Here’s another drawing in water color. I figured everything out, except the colors, in pencil. The images below have been altered to make the lines show up more. They were actually much lighter. The second (right) image includes lines I used to fix the lopsidedness of the vase.
Originally, I wanted to paint everything in pink and light green, to experiment with contrasting colors. But painting the vase blue just seemed like a better idea, even though I’d already painted the inside of the flowers and certain sections (what is now the darkest shade of blue) of the vase a light green, which would’ve conveyed the idea of stems, but I would’ve had reds, blues and greens, which was too much variety in color than I liked. I decided to paint over the greens in red or blue, which made the idea of “flower vs vase” more focused.

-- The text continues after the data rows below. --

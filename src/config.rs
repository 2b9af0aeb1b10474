//! Connection configuration
//!
//! `config.toml` names the local instance and any number of remotes:
//!
//! ```toml
//! [local]
//! url = "http://localhost:8055"
//! token = "${DIRECTUS_TOKEN}"
//!
//! [remotes.staging]
//! url = "https://staging.example.com"
//! token = "..."
//! timeout_secs = 60
//! ```

use anyhow::{Context, Result, bail};
use reconcile::store::RestStore;
use serde::Deserialize;
use std::collections::BTreeMap;
use std::path::{Path, PathBuf};
use std::time::Duration;

use crate::paths;

/// Overrides the local url from the config file
pub const ENV_LOCAL_URL: &str = "DSYNC_LOCAL_URL";
/// Overrides the local token from the config file
pub const ENV_LOCAL_TOKEN: &str = "DSYNC_LOCAL_TOKEN";

const DEFAULT_TIMEOUT_SECS: u64 = 30;

/// One instance to talk to.
#[derive(Debug, Clone, Default, PartialEq, Eq, Deserialize)]
pub struct Connection {
    #[serde(default)]
    pub url: String,
    #[serde(default)]
    pub token: String,
    #[serde(default)]
    pub timeout_secs: Option<u64>,
}

impl Connection {
    pub fn new(url: impl Into<String>, token: impl Into<String>) -> Self {
        Self {
            url: url.into(),
            token: token.into(),
            timeout_secs: None,
        }
    }

    /// Expand `${VAR}` references in url and token.
    pub fn resolved(&self) -> Result<Self> {
        let url = shellexpand::env(&self.url)
            .with_context(|| format!("Could not expand url '{}'", self.url))?
            .into_owned();
        let token = shellexpand::env(&self.token)
            .context("Could not expand token")?
            .into_owned();
        Ok(Self {
            url,
            token,
            timeout_secs: self.timeout_secs,
        })
    }

    pub fn timeout(&self) -> Duration {
        Duration::from_secs(self.timeout_secs.unwrap_or(DEFAULT_TIMEOUT_SECS))
    }

    /// Token with everything but the last four characters hidden.
    pub fn masked_token(&self) -> String {
        let chars: Vec<char> = self.token.chars().collect();
        if chars.is_empty() {
            return "(none)".to_string();
        }
        if chars.len() <= 4 {
            return "****".to_string();
        }
        let tail: String = chars[chars.len() - 4..].iter().collect();
        format!("****{tail}")
    }

    /// Problems that would prevent connecting.
    pub fn problems(&self) -> Vec<String> {
        let mut problems = Vec::new();
        if self.url.trim().is_empty() {
            problems.push("url is empty".to_string());
        } else if !self.url.starts_with("http://") && !self.url.starts_with("https://") {
            problems.push(format!("url '{}' is not http(s)", self.url));
        }
        if self.token.trim().is_empty() {
            problems.push("token is empty".to_string());
        }
        if self.timeout_secs == Some(0) {
            problems.push("timeout_secs must be greater than zero".to_string());
        }
        problems
    }

    /// Open a REST store for this connection.
    pub fn connect(&self) -> Result<RestStore> {
        let resolved = self.resolved()?;
        RestStore::connect_with_timeout(&resolved.url, &resolved.token, resolved.timeout())
            .with_context(|| format!("Could not connect to {}", resolved.url))
    }
}

/// The `config.toml` file.
#[derive(Debug, Clone, Default, PartialEq, Eq, Deserialize)]
pub struct DsyncConfig {
    #[serde(default)]
    pub local: Option<Connection>,
    #[serde(default)]
    pub remotes: BTreeMap<String, Connection>,
}

impl DsyncConfig {
    /// Load from the config directory; a missing file is an empty config.
    pub fn load() -> Result<(Self, PathBuf)> {
        let path = paths::config_file()?;
        let config = Self::load_from(&path)?;
        Ok((config, path))
    }

    pub fn load_from(path: &Path) -> Result<Self> {
        if !path.exists() {
            log::debug!("No config file at {}", path.display());
            return Ok(Self::default());
        }
        let content = std::fs::read_to_string(path)
            .with_context(|| format!("Could not read config file: {}", path.display()))?;
        toml::from_str(&content)
            .with_context(|| format!("Invalid TOML in config file: {}", path.display()))
    }

    /// The local connection with `DSYNC_LOCAL_URL` / `DSYNC_LOCAL_TOKEN` applied.
    pub fn local_connection(&self) -> Result<Connection> {
        self.local_with_overrides(
            std::env::var(ENV_LOCAL_URL).ok(),
            std::env::var(ENV_LOCAL_TOKEN).ok(),
        )
    }

    fn local_with_overrides(&self, url: Option<String>, token: Option<String>) -> Result<Connection> {
        let mut connection = self.local.clone().unwrap_or_default();
        if let Some(url) = url {
            log::debug!("Local url from {ENV_LOCAL_URL}");
            connection.url = url;
        }
        if let Some(token) = token {
            log::debug!("Local token from {ENV_LOCAL_TOKEN}");
            connection.token = token;
        }
        if connection.url.is_empty() {
            bail!("No local instance configured. Set [local] in config.toml or {ENV_LOCAL_URL}");
        }
        Ok(connection)
    }

    /// A named remote, or an ad hoc one built from `--url`/`--token`.
    pub fn remote_connection(
        &self,
        name: Option<&str>,
        url: Option<&str>,
        token: Option<&str>,
    ) -> Result<Connection> {
        match (name, url) {
            (Some(name), _) => {
                let mut connection = self.remotes.get(name).cloned().with_context(|| {
                    let known: Vec<&str> = self.remotes.keys().map(String::as_str).collect();
                    if known.is_empty() {
                        format!("Unknown remote '{name}' (no remotes configured)")
                    } else {
                        format!("Unknown remote '{name}' (known: {})", known.join(", "))
                    }
                })?;
                if let Some(token) = token {
                    connection.token = token.to_string();
                }
                Ok(connection)
            }
            (None, Some(url)) => Ok(Connection::new(url, token.unwrap_or_default())),
            (None, None) => bail!("Specify a remote name or --url and --token"),
        }
    }

    /// Every connection with its problems; empty when the config is usable.
    pub fn validate(&self) -> Vec<(String, Vec<String>)> {
        let mut report = Vec::new();
        if let Some(local) = &self.local {
            let problems = local.problems();
            if !problems.is_empty() {
                report.push(("local".to_string(), problems));
            }
        }
        for (name, remote) in &self.remotes {
            let problems = remote.problems();
            if !problems.is_empty() {
                report.push((format!("remotes.{name}"), problems));
            }
        }
        report
    }
}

Small note on the materials. I used water color paper again, which (I should know by now) isn’t invincible. I erased some lines multiple times and scratched up certain areas more than others, so that these areas absorbed paint more readily. If the surface was intact, the color would go on evenly, and if I wanted to I would be able to wash most of the paint away with some water.
I wanted to do some last-minute editing and paint right up to the line within the section that’s to the left of the circle inside the vase. When I applied the paint, it went on too dark and wouldn’t wash away, so to even out the color of that section, I applied more paint to the entire section, and now it looks darker than it was before and looks like another shade of blue.
I also ran into problems with finishing it at all. I wanted to express the flow of the lines as contours of shapes and not lines, as I had with the drawing for the previous post. I have one line (the stem of the flower which droops below the top flower), which stands out as a line.
I’m also tempted to color in the two circles at the centers of the top flowers, but I think choosing a color besides that of the background would throw off the balance of the color scheme. On the other hand, choosing to not paint it a different color makes the background color (white) interact with the other colors more, calling attention to it as a part of the color scheme and as negative space, which gives shape to the negative space, or it begins to.
I either give more presence to the centers of the flowers, which add to the theme of circles and seems to compete too much with the vase, or introduce the beginning of an idea (giving shape to the negative space) that could’ve been more fully realized. Either way, it looks unfinished.